Data excerpts:
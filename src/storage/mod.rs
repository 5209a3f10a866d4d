pub mod postgres;
pub mod stdout;

use async_trait::async_trait;

use crate::{
    BoxError,
    rate::Rate,
};



/// Rate sinks implement this trait.
///
/// Storage is append-only: every call stores a new record, duplicates of
/// (market, timestamp) are not merged. Failures are not classified, any
/// error means the rate was not stored.
#[cfg_attr(test, mockall::automock)]
#[async_trait]
pub trait RatesRepository: Send + Sync {
    async fn save_rate(&self, rate: &Rate) -> Result<(), BoxError>;
}
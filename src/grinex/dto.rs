use serde::{
    Deserialize,
    Deserializer,
};



/// Deserialized response of Grinex `/api/v2/depth` endpoint.
#[derive(Deserialize, Debug, Clone, PartialEq)]
pub struct DepthResponse {
    pub timestamp: i64,
    pub asks: Vec<DecodedOrder>,
    pub bids: Vec<DecodedOrder>,
}



/// Single order book level as returned by Grinex.
///
/// Grinex encodes numbers as JSON strings, but we also accept plain JSON
/// numbers. Those go through f64, so the last significant digit may differ
/// from what exchange has in its books. String encoded values are kept
/// verbatim.
///
/// Only `price` is required. Missing `volume`, `amount`, `factor` or `type`
/// become empty strings rather than "0", so an absent value can not be
/// mistaken for a real zero. Nothing downstream reads them.
#[derive(Deserialize, Debug, Clone, PartialEq)]
pub struct DecodedOrder {
    #[serde(deserialize_with = "decimal")]
    pub price: String,

    #[serde(default, deserialize_with = "decimal")]
    pub volume: String,

    #[serde(default, deserialize_with = "decimal")]
    pub amount: String,

    #[serde(default, deserialize_with = "decimal")]
    pub factor: String,

    #[serde(default, rename(deserialize = "type"))]
    pub kind: String,
}



fn decimal<'de, D>(deserializer: D) -> Result<String, D::Error>
where
    D: Deserializer<'de>,
{
    #[derive(Deserialize)]
    #[serde(untagged)]
    enum Raw {
        Text(String),
        Number(serde_json::Number),
    }

    Ok(match Raw::deserialize(deserializer)? {
        Raw::Text(val) => val,
        Raw::Number(val) => val.to_string(),
    })
}
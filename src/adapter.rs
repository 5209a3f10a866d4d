//! Maps Grinex wire format into internal depth model.

use async_trait::async_trait;

use crate::{
    BoxError,
    depth::{
        Depth,
        Order,
    },
    grinex::{
        self,
        dto::{
            DecodedOrder,
            DepthResponse,
        },
    },
    service::DepthProvider,
};



/// `DepthProvider` backed by Grinex REST API.
pub struct GrinexDepthProvider {
    client: grinex::Client,
}



impl GrinexDepthProvider {
    pub fn new(client: grinex::Client) -> Self {
        Self {
            client,
        }
    }
}



#[async_trait]
impl DepthProvider for GrinexDepthProvider {
    async fn get_depth(&self, market: &str) -> Result<Depth, BoxError> {
        let dto = self.client.get_depth(market).await?;

        Ok(dto.into())
    }
}



/// Field by field copy. Levels keep the order exchange sent them in.
impl From<DepthResponse> for Depth {
    fn from(dto: DepthResponse) -> Self {
        Self {
            timestamp: dto.timestamp,
            asks: dto.asks.into_iter().map(Order::from).collect(),
            bids: dto.bids.into_iter().map(Order::from).collect(),
        }
    }
}



impl From<DecodedOrder> for Order {
    fn from(o: DecodedOrder) -> Self {
        Self {
            price: o.price,
            volume: o.volume,
            amount: o.amount,
            factor: o.factor,
            kind: o.kind,
        }
    }
}
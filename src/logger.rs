use tracing_subscriber::EnvFilter;

use crate::{
    BoxError,
    config::LogLevel,
};



/// Install global tracing subscriber.
///
/// `RUST_LOG`, when set, takes precedence over configured `level`. Must be
/// called once, before anything logs.
pub fn init(level: LogLevel) -> Result<(), BoxError> {
    let filter = match EnvFilter::try_from_default_env() {
        Ok(filter) => filter,
        Err(..) => EnvFilter::try_new(directives(level))?,
    };

    tracing_subscriber::fmt()
        .with_env_filter(filter)
        .with_target(true)
        .try_init()
}



// Our own crate logs at configured level, dependencies stay quiet unless they
// warn.
fn directives(level: LogLevel) -> String {
    format!("warn,rate_service={},tonic={}", level.as_str(), level.as_str())
}
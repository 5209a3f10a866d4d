//! Generated gRPC types, see `proto/rates.proto`.

pub mod rates {
    pub mod v1 {
        tonic::include_proto!("rates.v1");
    }
}

pub use rates::v1::*;
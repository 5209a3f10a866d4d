//! gRPC service that derives best ask/bid rates from Grinex order book depth
//! and records them in Postgres.
//!
//! Request flow: `handler` -> `service` -> `adapter` (`grinex` client) ->
//! `depth` validation -> `rate` -> `storage`.

pub mod adapter;
pub mod config;
pub mod depth;
pub mod grinex;
pub mod handler;
pub mod logger;
pub mod proto;
pub mod rate;
pub mod server;
pub mod service;
pub mod storage;

/// Opaque error returned across capability traits.
pub type BoxError = Box<dyn std::error::Error + Send + Sync>;
use thiserror::Error;



/// One price level of an order book snapshot.
///
/// All numeric fields are kept as the decimal strings the exchange reported,
/// so that no precision is lost between the exchange and the database.
///
/// `kind` - exchange specific order tag, i.e. "limit".
#[derive(Debug, Clone, PartialEq, Eq)]
pub struct Order {
    pub price: String,
    pub volume: String,
    pub amount: String,
    pub factor: String,
    pub kind: String,
}



/// Point-in-time order book snapshot for a single market.
///
/// `timestamp` - seconds since Unix epoch as reported by the exchange.
/// `asks`, `bids` - best price first. Order is kept exactly as received, the
/// exchange is trusted to sort levels.
#[derive(Debug, Clone, PartialEq, Eq, Default)]
pub struct Depth {
    pub timestamp: i64,
    pub asks: Vec<Order>,
    pub bids: Vec<Order>,
}



#[derive(Debug, Clone, Copy, PartialEq, Eq, Error)]
pub enum DepthError {
    #[error("incomplete depth data")]
    IncompleteDepthData,

    #[error("invalid timestamp")]
    InvalidTimestamp,
}



impl Depth {
    /// Check that this snapshot can be used to derive a rate.
    ///
    /// Emptiness is checked before timestamp, so a snapshot that is both
    /// empty and has a bad timestamp always reports `IncompleteDepthData`.
    pub fn validate(&self) -> Result<(), DepthError> {
        if self.asks.is_empty() || self.bids.is_empty() {
            return Err(DepthError::IncompleteDepthData)
        }

        if self.timestamp <= 0 {
            return Err(DepthError::InvalidTimestamp)
        }

        Ok(())
    }



    /// Best ask, if any.
    pub fn best_ask(&self) -> Option<&Order> {
        self.asks.first()
    }



    /// Best bid, if any.
    pub fn best_bid(&self) -> Option<&Order> {
        self.bids.first()
    }
}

Exercise: Could all of the entries be retyped word for word?

Written solution:
filename src/storage/mod.rs
repository 5209a3f10a866d4d
pub mod postgres;
pub mod stdout;

use async_trait::async_trait;

use crate::{
    BoxError,
    rate::Rate,
};



/// Rate sinks implement this trait.
///
/// Storage is append-only: every call stores a new record, duplicates of
/// (market, timestamp) are not merged. Failures are not classified, any
/// error means the rate was not stored.
#[cfg_attr(test, mockall::automock)]
#[async_trait]
pub trait RatesRepository: Send + Sync {
    async fn save_rate(&self, rate: &Rate) -> Result<(), BoxError>;
}
filename src/grinex/dto.rs
use serde::{
    Deserialize,
    Deserializer,
};



/// Deserialized response of Grinex `/api/v2/depth` endpoint.
#[derive(Deserialize, Debug, Clone, PartialEq)]
pub struct DepthResponse {
    pub timestamp: i64,
    pub asks: Vec<DecodedOrder>,
    pub bids: Vec<DecodedOrder>,
}



/// Single order book level as returned by Grinex.
///
/// Grinex encodes numbers as JSON strings, but we also accept plain JSON
/// numbers. Those go through f64, so the last significant digit may differ
/// from what exchange has in its books. String encoded values are kept
/// verbatim.
///
/// Only `price` is required. Missing `volume`, `amount`, `factor` or `type`
/// become empty strings rather than "0", so an absent value can not be
/// mistaken for a real zero. Nothing downstream reads them.
#[derive(Deserialize, Debug, Clone, PartialEq)]
pub struct DecodedOrder {
    #[serde(deserialize_with = "decimal")]
    pub price: String,

    #[serde(default, deserialize_with = "decimal")]
    pub volume: String,

    #[serde(default, deserialize_with = "decimal")]
    pub amount: String,

    #[serde(default, deserialize_with = "decimal")]
    pub factor: String,

    #[serde(default, rename(deserialize = "type"))]
    pub kind: String,
}



fn decimal<'de, D>(deserializer: D) -> Result<String, D::Error>
where
    D: Deserializer<'de>,
{
    #[derive(Deserialize)]
    #[serde(untagged)]
    enum Raw {
        Text(String),
        Number(serde_json::Number),
    }

    Ok(match Raw::deserialize(deserializer)? {
        Raw::Text(val) => val,
        Raw::Number(val) => val.to_string(),
    })
}
filename src/adapter.rs
repository 5209a3f10a866d4d
//! Maps Grinex wire format into internal depth model.

use async_trait::async_trait;

use crate::{
    BoxError,
    depth::{
        Depth,
        Order,
    },
    grinex::{
        self,
        dto::{
            DecodedOrder,
            DepthResponse,
        },
    },
    service::DepthProvider,
};



/// `DepthProvider` backed by Grinex REST API.
pub struct GrinexDepthProvider {
    client: grinex::Client,
}



impl GrinexDepthProvider {
    pub fn new(client: grinex::Client) -> Self {
        Self {
            client,
        }
    }
}



#[async_trait]
impl DepthProvider for GrinexDepthProvider {
    async fn get_depth(&self, market: &str) -> Result<Depth, BoxError> {
        let dto = self.client.get_depth(market).await?;

        Ok(dto.into())
    }
}



/// Field by field copy. Levels keep the order exchange sent them in.
impl From<DepthResponse> for Depth {
    fn from(dto: DepthResponse) -> Self {
        Self {
            timestamp: dto.timestamp,
            asks: dto.asks.into_iter().map(Order::from).collect(),
            bids: dto.bids.into_iter().map(Order::from).collect(),
        }
    }
}



impl From<DecodedOrder> for Order {
    fn from(o: DecodedOrder) -> Self {
        Self {
            price: o.price,
            volume: o.volume,
            amount: o.amount,
            factor: o.factor,
            kind: o.kind,
        }
    }
}
filename src/logger.rs
use tracing_subscriber::EnvFilter;

use crate::{
    BoxError,
    config::LogLevel,
};



/// Install global tracing subscriber.
///
/// `RUST_LOG`, when set, takes precedence over configured `level`. Must be
/// called once, before anything logs.
pub fn init(level: LogLevel) -> Result<(), BoxError> {
    let filter = match EnvFilter::try_from_default_env() {
        Ok(filter) => filter,
        Err(..) => EnvFilter::try_new(directives(level))?,
    };

    tracing_subscriber::fmt()
        .with_env_filter(filter)
        .with_target(true)
        .try_init()
}



// Our own crate logs at configured level, dependencies stay quiet unless they
// warn.
fn directives(level: LogLevel) -> String {
    format!("warn,rate_service={},tonic={}", level.as_str(), level.as_str())
}
repository 5209a3f10a866d4d
//! Generated gRPC types, see `proto/rates.proto`.

pub mod rates {
    pub mod v1 {
        tonic::include_proto!("rates.v1");
    }
}

pub use rates::v1::*;
repository 5209a3f10a866d4d
//! gRPC service that derives best ask/bid rates from Grinex order book depth
//! and records them in Postgres.
//!
//! Request flow: `handler` -> `service` -> `adapter` (`grinex` client) ->
//! `depth` validation -> `rate` -> `storage`.

pub mod adapter;
pub mod config;
pub mod depth;
pub mod grinex;
pub mod handler;
pub mod logger;
pub mod proto;
pub mod rate;
pub mod server;
pub mod service;
pub mod storage;

/// Opaque error returned across capability traits.
pub type BoxError = Box<dyn std::error::Error + Send + Sync>;
use thiserror::Error;



/// One price level of an order book snapshot.
///
/// All numeric fields are kept as the decimal strings the exchange reported,
/// so that no precision is lost between the exchange and the database.
///
/// `kind` - exchange specific order tag, i.e. "limit".
#[derive(Debug, Clone, PartialEq, Eq)]
pub struct Order {
    pub price: String,
    pub volume: String,
    pub amount: String,
    pub factor: String,
    pub kind: String,
}



/// Point-in-time order book snapshot for a single market.
///
/// `timestamp` - seconds since Unix epoch as reported by the exchange.
/// `asks`, `bids` - best price first. Order is kept exactly as received, the
/// exchange is trusted to sort levels.
#[derive(Debug, Clone, PartialEq, Eq, Default)]
pub struct Depth {
    pub timestamp: i64,
    pub asks: Vec<Order>,
    pub bids: Vec<Order>,
}



#[derive(Debug, Clone, Copy, PartialEq, Eq, Error)]
pub enum DepthError {
    #[error("incomplete depth data")]
    IncompleteDepthData,

    #[error("invalid timestamp")]
    InvalidTimestamp,
}



impl Depth {
    /// Check that this snapshot can be used to derive a rate.
    ///
    /// Emptiness is checked before timestamp, so a snapshot that is both
    /// empty and has a bad timestamp always reports `IncompleteDepthData`.
    pub fn validate(&self) -> Result<(), DepthError> {
        if self.asks.is_empty() || self.bids.is_empty() {
            return Err(DepthError::IncompleteDepthData)
        }

        if self.timestamp <= 0 {
            return Err(DepthError::InvalidTimestamp)
        }

        Ok(())
    }



    /// Best ask, if any.
    pub fn best_ask(&self) -> Option<&Order> {
        self.asks.first()
    }



    /// Best bid, if any.
    pub fn best_bid(&self) -> Option<&Order> {
        self.bids.first()
    }
}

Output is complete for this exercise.